(Stored entries)
// ============================================================================
// Scenario 3: building an idle replica
// ============================================================================

#[test]
fn build_idle_completes_after_copy_and_replication_acks() {
    let mut primary = primary_with_cc(&[2], 2, ReplicatorSettings::default());
    let now = Instant::now();

    // Primary has history up to LSN 100.
    for _ in 0..100 {
        primary.replicate(payload(), now).expect("replicate");
    }
    let ack = AckBody::replication(SequenceNumber::new(100), SequenceNumber::new(100));
    ack_from(&mut primary, 2, ack, now);
    assert_eq!(primary.current_progress(), SequenceNumber::new(100));

    // Begin building replica 9 with two copy operations.
    let mut build_provider = MockStateProvider::with_copy_payloads(2);
    let output = primary
        .build_idle(&replica_info(9), &mut build_provider, now)
        .expect("build");

    let mut idle = SecondaryReplicator::new_idle(
        endpoint(9),
        Epoch::new(1, 1),
        Arc::new(ReplicatorSettings::default()),
    );
    let mut idle_provider = MockStateProvider::default();
    let mut acks = deliver_to_secondary(&output.sends, 9, &mut idle, &mut idle_provider, now);

    // Meanwhile the primary commits LSN 101; the idle receives it through
    // the replication stream (its receiver starts at 101).
    let (lsn, output) = primary.replicate(payload(), now).expect("replicate");
    assert_eq!(lsn, SequenceNumber::new(101));
    acks.extend(deliver_to_secondary(&output.sends, 9, &mut idle, &mut idle_provider, now));

    // Feed the idle's acknowledgments back; the final one covers both the
    // whole copy stream and replication LSN 101.
    let mut build_result = None;
    for ack in acks {
        let output = ack_from(&mut primary, 9, ack, now);
        for (replica, result) in output.build_completions {
            assert_eq!(replica, ReplicaId::new(9));
            build_result = Some(result);
        }
    }
    assert!(matches!(build_result, Some(Ok(()))), "build should complete: {build_result:?}");

    // The idle's consumer sees the full copy stream.
    let copy_stream = idle.copy_stream().expect("copy stream");
    let mut copied = 0;
    loop {
        match copy_stream.get_next() {
            StreamEntry::Operation(op) if op.is_end_of_stream() => {}
            StreamEntry::Operation(_) => copied += 1,
            StreamEntry::EndOfStream => break,
            StreamEntry::Pending => panic!("copy stream stalled"),
        }
    }
    assert_eq!(copied, 2);
}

Activity -
Set down every record above exactly as given.

Answer to this task -
// ============================================================================
// Scenario 3: building an idle replica
// ============================================================================

#[test]
fn build_idle_completes_after_copy_and_replication_acks() {
    let mut primary = primary_with_cc(&[2], 2, ReplicatorSettings::default());
    let now = Instant::now();

    // Primary has history up to LSN 100.
    for _ in 0..100 {
        primary.replicate(payload(), now).expect("replicate");
    }
    let ack = AckBody::replication(SequenceNumber::new(100), SequenceNumber::new(100));
    ack_from(&mut primary, 2, ack, now);
    assert_eq!(primary.current_progress(), SequenceNumber::new(100));

    // Begin building replica 9 with two copy operations.
    let mut build_provider = MockStateProvider::with_copy_payloads(2);
    let output = primary
        .build_idle(&replica_info(9), &mut build_provider, now)
        .expect("build");

    let mut idle = SecondaryReplicator::new_idle(
        endpoint(9),
        Epoch::new(1, 1),
        Arc::new(ReplicatorSettings::default()),
    );
    let mut idle_provider = MockStateProvider::default();
    let mut acks = deliver_to_secondary(&output.sends, 9, &mut idle, &mut idle_provider, now);

    // Meanwhile the primary commits LSN 101; the idle receives it through
    // the replication stream (its receiver starts at 101).
    let (lsn, output) = primary.replicate(payload(), now).expect("replicate");
    assert_eq!(lsn, SequenceNumber::new(101));
    acks.extend(deliver_to_secondary(&output.sends, 9, &mut idle, &mut idle_provider, now));

    // Feed the idle's acknowledgments back; the final one covers both the
    // whole copy stream and replication LSN 101.
    let mut build_result = None;
    for ack in acks {
        let output = ack_from(&mut primary, 9, ack, now);
        for (replica, result) in output.build_completions {
            assert_eq!(replica, ReplicaId::new(9));
            build_result = Some(result);
        }
    }
    assert!(matches!(build_result, Some(Ok(()))), "build should complete: {build_result:?}");

    // The idle's consumer sees the full copy stream.
    let copy_stream = idle.copy_stream().expect("copy stream");
    let mut copied = 0;
    loop {
        match copy_stream.get_next() {
            StreamEntry::Operation(op) if op.is_end_of_stream() => {}
            StreamEntry::Operation(_) => copied += 1,
            StreamEntry::EndOfStream => break,
            StreamEntry::Pending => panic!("copy stream stalled"),
        }
    }
    assert_eq!(copied, 2);
}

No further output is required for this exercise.